■ Stored data entries ■
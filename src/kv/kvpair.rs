// Copyright 2023 RangeKV Project Authors. Licensed under Apache-2.0.

use std::fmt;
use std::str;

use super::HexRepr;
use super::Key;
use super::Value;
use crate::proto::kvrpcpb;

/// A key/value pair.
///
/// # Examples
/// ```rust
/// # use rangekv_client::{Key, Value, KvPair};
/// let key = "key".to_owned();
/// let value = b"value".to_vec();
/// let constructed = KvPair::new(key.clone(), value.clone());
/// let from_tuple = KvPair::from((key, value));
/// assert_eq!(constructed, from_tuple);
/// ```
///
/// Many functions which accept a `KvPair` accept an `Into<KvPair>`, which
/// means a `(Key, Value)` tuple can be passed directly.
#[derive(Default, Clone, Eq, PartialEq, Hash)]
pub struct KvPair {
    pub key: Key,
    pub value: Value,
}

impl KvPair {
    /// Create a new `KvPair`.
    #[inline]
    pub fn new(key: impl Into<Key>, value: impl Into<Value>) -> Self {
        KvPair {
            key: key.into(),
            value: value.into(),
        }
    }

    /// Immutably borrow the `Key` part of the `KvPair`.
    #[inline]
    pub fn key(&self) -> &Key {
        &self.key
    }

    /// Immutably borrow the `Value` part of the `KvPair`.
    #[inline]
    pub fn value(&self) -> &Value {
        &self.value
    }

    /// Consume `self` and return the `Key` part.
    #[inline]
    pub fn into_key(self) -> Key {
        self.key
    }

    /// Consume `self` and return the `Value` part.
    #[inline]
    pub fn into_value(self) -> Value {
        self.value
    }
}

impl<K, V> From<(K, V)> for KvPair
where
    K: Into<Key>,
    V: Into<Value>,
{
    fn from((k, v): (K, V)) -> Self {
        KvPair::new(k, v)
    }
}

impl From<KvPair> for (Key, Value) {
    fn from(pair: KvPair) -> Self {
        (pair.key, pair.value)
    }
}

impl From<kvrpcpb::KvPair> for KvPair {
    fn from(pair: kvrpcpb::KvPair) -> Self {
        KvPair::new(pair.key, pair.value)
    }
}

impl From<KvPair> for kvrpcpb::KvPair {
    fn from(pair: KvPair) -> Self {
        kvrpcpb::KvPair {
            key: pair.key.into(),
            value: pair.value,
        }
    }
}

impl AsRef<Key> for KvPair {
    fn as_ref(&self) -> &Key {
        &self.key
    }
}

impl fmt::Debug for KvPair {
    fn fmt(&self, f: &mut fmt::Formatter) -> fmt::Result {
        match str::from_utf8(&self.value) {
            Ok(s) => write!(f, "KvPair({}, {:?})", HexRepr(&self.key.0), s),
            Err(_) => write!(
                f,
                "KvPair({}, {})",
                HexRepr(&self.key.0),
                HexRepr(&self.value)
            ),
        }
    }
}

#[cfg(test)]
mod tests {
    use super::*;

    #[test]
    fn proto_round_trip() {
        let pair = KvPair::new("k".to_owned(), vec![1u8, 2, 3]);
        let proto: kvrpcpb::KvPair = pair.clone().into();
        let back: KvPair = proto.into();
        assert_eq!(back, pair);
    }

    #[test]
    fn debug_formats_utf8_and_non_utf8_values() {
        let pair = KvPair::new("key".to_owned(), b"hello".to_vec());
        let s = format!("{pair:?}");
        assert!(s.contains("\"hello\""));

        let pair = KvPair::new("key".to_owned(), vec![0xFF, 0x00, 0xAA]);
        let s = format!("{pair:?}");
        assert!(s.contains("FF00AA"), "{s}");
    }
}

■ Task requirements ■
For every line in the data above that has the string "hello", return that line.

■ Finished task ■
        let pair = KvPair::new("key".to_owned(), b"hello".to_vec());
        assert!(s.contains("\"hello\""));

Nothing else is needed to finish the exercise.